*** MATERIAL TO PROCESS Section Begins ***

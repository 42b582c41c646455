//! Kernel principal component analysis
//!
//! Centers the Gram matrix in feature space, eigendecomposes it, and keeps
//! the components with non-vanishing eigenvalue. Out-of-sample projection
//! evaluates the kernel against every stored training sample, centers the
//! resulting column with the stored means, and whitens by `1 / sqrt(lambda)`.

use crate::core::{KernelMachineError, Result};
use crate::kernel::Kernel;
use crate::linalg::Matrix;
use std::sync::Arc;

/// Eigenvalues at or below this are treated as the centering null space and
/// dropped.
const COMPONENT_FLOOR: f64 = 1e-9;

/// Fitted kernel principal component basis
pub struct KernelPca<T, K> {
    kernel: Arc<K>,
    samples: Vec<T>,
    row_means: Vec<f64>,
    total_mean: f64,
    /// Kept eigenvector coefficients, one row per component over the samples
    axes: Vec<Vec<f64>>,
    eigenvalues: Vec<f64>,
}

impl<T, K: Kernel<T>> KernelPca<T, K> {
    /// Fit the basis on training samples, which are stored for later
    /// out-of-sample projections
    pub fn fit(kernel: K, samples: Vec<T>) -> Result<Self>
    where
        T: Sync,
    {
        if samples.is_empty() {
            return Err(KernelMachineError::EmptyDataset);
        }

        let kernel = Arc::new(kernel);
        let n = samples.len();
        let gram = kernel.gram_matrix(&samples);

        let row_means: Vec<f64> = (0..n)
            .map(|i| gram.row(i).iter().sum::<f64>() / n as f64)
            .collect();
        let total_mean = row_means.iter().sum::<f64>() / n as f64;

        let mut centered = Matrix::zeros(n, n);
        for i in 0..n {
            for j in 0..n {
                centered[(i, j)] = gram[(i, j)] - row_means[i] - row_means[j] + total_mean;
            }
        }
        // the centering arithmetic is symmetric but rounds asymmetrically
        for i in 0..n {
            for j in (i + 1)..n {
                let v = 0.5 * (centered[(i, j)] + centered[(j, i)]);
                centered[(i, j)] = v;
                centered[(j, i)] = v;
            }
        }

        let eig = centered.eigen_symmetric()?;
        let mut axes = Vec::new();
        let mut eigenvalues = Vec::new();
        for l in eig.sorted_indices() {
            let lambda = eig.eigenvalues[l];
            if lambda <= COMPONENT_FLOOR {
                continue;
            }
            axes.push((0..n).map(|i| eig.eigenvectors[(i, l)]).collect());
            eigenvalues.push(lambda);
        }

        Ok(Self {
            kernel,
            samples,
            row_means,
            total_mean,
            axes,
            eigenvalues,
        })
    }

    /// Project an input onto the kept components
    ///
    /// Costs one kernel evaluation per stored training sample.
    pub fn project(&self, input: &T) -> Vec<f64> {
        let n = self.samples.len();
        let k_col: Vec<f64> = self
            .samples
            .iter()
            .map(|s| self.kernel.similarity(s, input))
            .collect();
        let k_mean = k_col.iter().sum::<f64>() / n as f64;
        let centered: Vec<f64> = (0..n)
            .map(|i| k_col[i] - k_mean - self.row_means[i] + self.total_mean)
            .collect();

        self.axes
            .iter()
            .zip(self.eigenvalues.iter())
            .map(|(axis, &lambda)| {
                let raw: f64 = axis.iter().zip(centered.iter()).map(|(a, k)| a * k).sum();
                raw / lambda.sqrt()
            })
            .collect()
    }

    /// Number of kept components
    pub fn dimension(&self) -> usize {
        self.axes.len()
    }

    /// Eigenvalues of the kept components, descending
    pub fn eigenvalues(&self) -> &[f64] {
        &self.eigenvalues
    }
}

#[cfg(test)]
mod tests {
    use super::*;
    use crate::kernel::GaussianKernel;
    use crate::linalg::vector;

    fn line_samples() -> Vec<Vec<f64>> {
        (0..10).map(|i| vec![i as f64 * 0.5]).collect()
    }

    #[test]
    fn test_kernel_pca_empty_dataset() {
        let samples: Vec<Vec<f64>> = vec![];
        assert!(matches!(
            KernelPca::fit(GaussianKernel::new(0.5), samples),
            Err(KernelMachineError::EmptyDataset)
        ));
    }

    #[test]
    fn test_kernel_pca_drops_null_space() {
        let kpca = KernelPca::fit(GaussianKernel::new(0.5), line_samples()).unwrap();
        // centering always eats at least one direction
        assert!(kpca.dimension() < line_samples().len());
        assert!(kpca.dimension() > 0);
        for w in kpca.eigenvalues().windows(2) {
            assert!(w[0] >= w[1]);
        }
    }

    #[test]
    fn test_kernel_pca_projections_reproduce_centered_gram() {
        let samples = line_samples();
        let kernel = GaussianKernel::new(0.5);
        let kpca = KernelPca::fit(kernel, samples.clone()).unwrap();

        // with whitening, projected dot products recover the centered Gram
        let gram = GaussianKernel::new(0.5).gram_matrix(&samples);
        let n = samples.len();
        let row_means: Vec<f64> = (0..n)
            .map(|i| gram.row(i).iter().sum::<f64>() / n as f64)
            .collect();
        let total: f64 = row_means.iter().sum::<f64>() / n as f64;

        for i in 0..n {
            for j in 0..n {
                let expected = gram[(i, j)] - row_means[i] - row_means[j] + total;
                let actual = vector::dot(&kpca.project(&samples[i]), &kpca.project(&samples[j]));
                assert!(
                    (expected - actual).abs() < 1e-6,
                    "centered K[{}][{}] = {} but projections give {}",
                    i,
                    j,
                    expected,
                    actual
                );
            }
        }
    }

    #[test]
    fn test_kernel_pca_projection_is_deterministic() {
        let kpca = KernelPca::fit(GaussianKernel::new(0.5), line_samples()).unwrap();
        let x = vec![1.3];
        assert_eq!(kpca.project(&x), kpca.project(&x));
    }
}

*** MATERIAL TO PROCESS Section Ends ***

▶ _TASK DIRECTIONS_
The string "KernelMachineError" appears on some lines of the data; count those lines and report only how many there are.

▶ _RESPONSE TO THE EXERCISE_
3